Não tinha como eu não lembrar que hoje também era aniversário dela, e que momento mais distante não poderia ser.

Ela provavelmente comemorava vida, sim, pois a pequena Sofia Cabello tinha nascido no fim do mês de março, o que foi notificado com grande repercussão na época por revistas de fofocas. Em todas, tinha a foto do casal feliz e da pequena herdeira. Lembro-me de Keana comentar que com a criança no colo, sua expressão estava tão feliz, diferente da Camila que tínhamos visto em Nova York.

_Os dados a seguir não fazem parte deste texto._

use lazy_static::lazy_static;
use regex::Regex;

lazy_static! {
    static ref BREAK_TAGS: Regex = Regex::new(r"(?i)<br\s*/?>|</p\s*>|</li\s*>").unwrap();
    static ref ANY_TAG: Regex = Regex::new(r"<[^>]+>").unwrap();
    static ref BLANK_RUNS: Regex = Regex::new(r"[ \t]+").unwrap();
}

/// Catalog descriptions arrive as HTML fragments. Keep paragraph breaks,
/// drop the rest of the markup and decode entities.
pub fn clean_description(html: &str) -> String {
    let text = BREAK_TAGS.replace_all(html, "\n");
    let text = ANY_TAG.replace_all(&text, "");
    let text = html_escape::decode_html_entities(&text);

    text.lines()
        .map(|line| BLANK_RUNS.replace_all(line.trim(), " ").into_owned())
        .filter(|line| !line.is_empty())
        .collect::<Vec<_>>()
        .join("\n\n")
}

/// Shorten to `max` characters on a char boundary, adding an ellipsis.
pub fn truncate(text: &str, max: usize) -> String {
    if text.chars().count() <= max {
        return text.to_string();
    }
    let cut: String = text.chars().take(max.saturating_sub(1)).collect();
    format!("{}…", cut.trim_end())
}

Tinha certeza que naquele momento, ela estava tendo o melhor aniversário de sua vida, porque estava cercada por pessoas amadas, com a filha nos braços, outra vida que agora dependia da sua. E eu estava me despedindo da pessoa que talvez mais tenha me amado nessa minha curta existência de perdas.

Pela manhã foram chegando mais gente, os amigos da clínica, o pessoal do meu jornal, Seu Alberto e dona Matilde e muitas pessoas que na sua curta vida, de alguma forma Keana tinha influenciado.

Doutor Jaime se aproximou, eu nem o tinha visto chegar e me disse que já era hora. Antes de fechar o caixão, ele tentou dizer algumas palavras, mas a emoção tomou lugar e sua voz deu lugar a lágrimas.

_O que o doutor Jaime quer dizer, falei com a voz surpreendentemente firme

—é que Keana  modificou de um jeito único a vida de todos que tiveram o prazer de conviver com ela, pois ela era a generosidade em pessoa e se fez presente de uma forma permanente em cada dia de nossas vidas e assim será até o fim, pois o que aprendi com ela levarei para sempre, me tornei um ser humano melhor, graças a você .... Fique em paz minha Keana e nos ajude a aprender a viver sem sua presença de amor;

terminei de falar, e sob o olhar até surpreso de muitos, beijei seus lábios frios e segurando com carinho sua mão esquerda retirei a aliança que ainda estava ali e a coloquei junto a minha.
Em sua mão, depositei a velha medalha de Nossa Senhora do padre Simon e tive a esperança que assim que ela o encontrasse a devolvesse, quem sabe...

Só sei que assim que aquele caixão desceu à sepultura, era enterrado ali também  de vez meu coração, já que nem mais os estilhaços dele tinha sobrevivido dessa vez.